À l'occasion de la publication papier de deux recueils sur le thème de l'amour épistolaire, nonfiction.fr a rencontré Nicolas Bersihand, fondateur DesLettres un projet jeune et ambitieux né d'un site internet.

Comment a germé l’idée de « DesLettres » ?

J’ai été éditeur papier pendant dix ans en Espagne, notamment chez Amorrortu (éditeur de Sigmund Freud), lecteur, traducteur, éditeur, directeur de production dans différents domaines comme la philosophie, la poésie… De là, j’ai eu une idée à partir d’une incompréhension : pourquoi n’arrive-t-on pas à traduire les correspondances dans une autre langue ? Pourquoi les correspondances de Sade ou Napoléon ne sont pas traduites en espagnol, et inversement, pourquoi celles de Goya ou Velasquez ne sont-elles pas traduites en français, comme celle de Wagner, etc. ? Je ne comprenais pas pourquoi des textes qui d’une part ont une telle valeur testimoniale sur un pan d'histoire et une époque, et d’autre part ce sont des formes très vivantes, des voix directes, n’avaient pas plus leur place dans l’édition. Il y a un frein chez les éditeurs du fait du coût et de la minorité des lecteurs intéressés par ce type de littérature.

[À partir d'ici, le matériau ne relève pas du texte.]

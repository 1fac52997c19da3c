// authority.rs — The single source of truth for path legality.
//
// A PathAuthority owns the locked workspace root. Every external path —
// from tool calls, plan scopes, or config — is resolved here before any
// filesystem operation touches it. Resolution is lexical first (traversal
// components are collapsed without consulting the filesystem), then the
// nearest existing ancestor is canonicalized to catch symlink escapes.
//
// No operation expands environment variables or `~`. A path that escapes
// the root fails the calling operation outright; there is no partial state.

use std::fs;
use std::path::{Component, Path, PathBuf};

use crate::error::PathError;

/// The locked workspace root plus resolution rules.
///
/// Constructed once per session via [`PathAuthority::lock`]; the root is
/// immutable afterwards. Cloning is cheap and keeps the same root.
#[derive(Debug, Clone)]
pub struct PathAuthority {
    root: PathBuf,
}

impl PathAuthority {
    /// Lock the workspace root.
    ///
    /// Fails unless `root` is an absolute path naming an existing directory.
    /// The caller (the session) is responsible for calling this exactly once.
    pub fn lock(root: impl AsRef<Path>) -> Result<Self, PathError> {
        let root = root.as_ref().to_path_buf();
        if !root.is_absolute() {
            return Err(PathError::RootNotAbsolute(root));
        }
        if !root.is_dir() {
            return Err(PathError::RootNotDirectory(root));
        }
        // Canonicalize once so later prefix checks compare like with like.
        let root = fs::canonicalize(&root).map_err(|source| PathError::Io {
            path: root.clone(),
            source,
        })?;
        tracing::debug!(root = %root.display(), "workspace root locked");
        Ok(Self { root })
    }

    /// The locked workspace root.
    pub fn root(&self) -> &Path {
        &self.root
    }

    /// Resolve a path for reading.
    ///
    /// Returns the canonical absolute path. The path must exist and must
    /// resolve inside the root. The root itself is a legal read target
    /// (it is a directory).
    pub fn resolve_read(&self, path: &str) -> Result<PathBuf, PathError> {
        let resolved = self.resolve_lexical(path)?;
        self.check_symlinks(&resolved)?;
        if !resolved.exists() {
            return Err(PathError::NotFound(resolved));
        }
        Ok(resolved)
    }

    /// Resolve a path for writing.
    ///
    /// Returns the canonical absolute path. The path need not exist, but it
    /// must be a strict descendant of the root — writing to the root itself
    /// is rejected.
    pub fn resolve_write(&self, path: &str) -> Result<PathBuf, PathError> {
        let resolved = self.resolve_lexical(path)?;
        if resolved == self.root {
            return Err(PathError::OutsideRoot(resolved));
        }
        self.check_symlinks(&resolved)?;
        Ok(resolved)
    }

    /// Create any missing parent directories beneath the root for `path`.
    ///
    /// `path` must already have been resolved by this authority.
    pub fn ensure_dir(&self, path: &Path) -> Result<(), PathError> {
        debug_assert!(path.starts_with(&self.root));
        if let Some(parent) = path.parent() {
            fs::create_dir_all(parent).map_err(|source| PathError::Io {
                path: parent.to_path_buf(),
                source,
            })?;
        }
        Ok(())
    }

    /// Lexically resolve `path` to an absolute in-root path.
    ///
    /// Accepts both relative paths and absolute paths that begin with the
    /// root. `..` components are collapsed without touching the filesystem;
    /// collapsing above the root is a traversal error even when the final
    /// result would land back inside.
    fn resolve_lexical(&self, path: &str) -> Result<PathBuf, PathError> {
        if path.is_empty() {
            return Err(PathError::EmptyPath);
        }

        let candidate = Path::new(path);
        let relative = if candidate.is_absolute() {
            match candidate.strip_prefix(&self.root) {
                Ok(rel) => rel.to_path_buf(),
                Err(_) => return Err(PathError::OutsideRoot(candidate.to_path_buf())),
            }
        } else {
            candidate.to_path_buf()
        };

        let mut resolved = self.root.clone();
        let mut depth: usize = 0;
        for component in relative.components() {
            match component {
                Component::Normal(part) => {
                    resolved.push(part);
                    depth += 1;
                }
                Component::CurDir => {}
                Component::ParentDir => {
                    if depth == 0 {
                        // Popping above the root is traversal, full stop.
                        return Err(PathError::Traversal(path.to_string()));
                    }
                    resolved.pop();
                    depth -= 1;
                }
                Component::RootDir | Component::Prefix(_) => {
                    return Err(PathError::OutsideRoot(candidate.to_path_buf()));
                }
            }
        }

        Ok(resolved)
    }

    /// Verify that no symlink along `path` escapes the root.
    ///
    /// Canonicalize is unreliable on paths that don't exist yet, so the
    /// check canonicalizes the nearest existing ancestor instead and
    /// verifies it still sits under the root.
    fn check_symlinks(&self, path: &Path) -> Result<(), PathError> {
        let mut probe = path.to_path_buf();
        while !probe.exists() {
            if !probe.pop() {
                return Ok(());
            }
        }
        let canonical = fs::canonicalize(&probe).map_err(|source| PathError::Io {
            path: probe.clone(),
            source,
        })?;
        if !canonical.starts_with(&self.root) {
            return Err(PathError::SymlinkEscape(path.to_path_buf()));
        }
        Ok(())
    }
}

#[cfg(test)]
mod tests {
    use super::*;
    use tempfile::tempdir;

    fn authority() -> (PathAuthority, tempfile::TempDir) {
        let dir = tempdir().unwrap();
        let authority = PathAuthority::lock(dir.path()).unwrap();
        (authority, dir)
    }

    #[test]
    fn lock_rejects_relative_root() {
        let err = PathAuthority::lock("relative/dir").unwrap_err();
        assert!(matches!(err, PathError::RootNotAbsolute(_)));
    }

    #[test]
    fn lock_rejects_missing_root() {
        let err = PathAuthority::lock("/definitely/not/a/real/dir").unwrap_err();
        assert!(matches!(err, PathError::RootNotDirectory(_)));
    }

    #[test]
    fn resolve_write_joins_relative_paths() {
        let (authority, dir) = authority();
        let resolved = authority.resolve_write("src/main.rs").unwrap();
        assert_eq!(
            resolved,
            dir.path().canonicalize().unwrap().join("src/main.rs")
        );
    }

    #[test]
    fn resolve_accepts_paths_prefixed_with_root() {
        let (authority, _dir) = authority();
        let absolute = authority.root().join("file.txt").display().to_string();
        let resolved = authority.resolve_write(&absolute).unwrap();
        assert_eq!(resolved, authority.root().join("file.txt"));
    }

    #[test]
    fn resolve_rejects_empty_path() {
        let (authority, _dir) = authority();
        assert!(matches!(
            authority.resolve_write(""),
            Err(PathError::EmptyPath)
        ));
    }

    #[test]
    fn resolve_rejects_traversal() {
        let (authority, _dir) = authority();
        assert!(matches!(
            authority.resolve_write("../etc/secret"),
            Err(PathError::Traversal(_))
        ));
    }

    #[test]
    fn traversal_that_returns_inside_still_fails() {
        // `a/../../root-name/file` pops above the root before coming back.
        let (authority, _dir) = authority();
        let sneaky = format!(
            "a/../../{}/file.txt",
            authority.root().file_name().unwrap().to_string_lossy()
        );
        assert!(matches!(
            authority.resolve_write(&sneaky),
            Err(PathError::Traversal(_))
        ));
    }

    #[test]
    fn interior_dotdot_collapses_lexically() {
        let (authority, _dir) = authority();
        let resolved = authority.resolve_write("src/../docs/plan.md").unwrap();
        assert_eq!(resolved, authority.root().join("docs/plan.md"));
    }

    #[test]
    fn resolve_rejects_foreign_absolute_path() {
        let (authority, _dir) = authority();
        assert!(matches!(
            authority.resolve_write("/etc/passwd"),
            Err(PathError::OutsideRoot(_))
        ));
    }

    #[test]
    fn read_requires_existence() {
        let (authority, _dir) = authority();
        assert!(matches!(
            authority.resolve_read("missing.txt"),
            Err(PathError::NotFound(_))
        ));
    }

    #[test]
    fn read_accepts_the_root_itself() {
        let (authority, _dir) = authority();
        let root = authority.root().display().to_string();
        let resolved = authority.resolve_read(&root).unwrap();
        assert_eq!(resolved, authority.root());
    }

    #[test]
    fn write_rejects_the_root_itself() {
        let (authority, _dir) = authority();
        let root = authority.root().display().to_string();
        assert!(matches!(
            authority.resolve_write(&root),
            Err(PathError::OutsideRoot(_))
        ));
    }

    #[test]
    fn ensure_dir_creates_parents() {
        let (authority, _dir) = authority();
        let resolved = authority.resolve_write("deep/nested/file.txt").unwrap();
        authority.ensure_dir(&resolved).unwrap();
        assert!(authority.root().join("deep/nested").is_dir());
    }

    #[cfg(unix)]
    #[test]
    fn symlink_escape_is_rejected() {
        let outside = tempdir().unwrap();
        let (authority, _dir) = authority();
        std::os::unix::fs::symlink(outside.path(), authority.root().join("escape")).unwrap();

        let result = authority.resolve_write("escape/file.txt");
        assert!(matches!(result, Err(PathError::SymlinkEscape(_))));
    }

    #[cfg(unix)]
    #[test]
    fn symlink_within_root_is_fine() {
        let (authority, _dir) = authority();
        std::fs::create_dir_all(authority.root().join("real")).unwrap();
        std::os::unix::fs::symlink(
            authority.root().join("real"),
            authority.root().join("alias"),
        )
        .unwrap();

        assert!(authority.resolve_write("alias/file.txt").is_ok());
    }
}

Il m’a fallu ajouter le mot « numérique » et « multilingue » pour arriver à mon projet afin de faire circuler des lettres d’abord sur internet et multiplier les traductions : les coûts baissent, et avec internet on peut compenser le soi-disant faible intérêt des lecteurs avec une diffusion dans le monde entier. Cela vient aussi du constat d'un manque : dans aucunes des grandes langues européennes il n’y a aucun éditeur spécialisé dans la correspondance épistolaire.

Comment expliquez-vous ce manque ?

Il y a eu un abandon progressif de la question épistolaire de la part des éditeurs qui nous permet aujourd’hui de proposer « Des Lettres ». J’ai construit un projet culturel autour de la correspondance en misant sur le fait qu’on ne cesse aujourd’hui de correspondre. Il y a comme un hiatus et un anachronisme entre la multi-correspondance contemporaine (avec nos smartphones, les réseaux sociaux) et le désaveu culturel de fond pour la correspondance. Mon avis est que cette inégalité vise à s'équilibrer, et c'est véritablement en ça que nous voulons contribuer en s’installant en tant qu’éditeur épistolaire de référence.

Quel est votre projet un peu plus en détail ? Comment l’avez-vous monté, financé ?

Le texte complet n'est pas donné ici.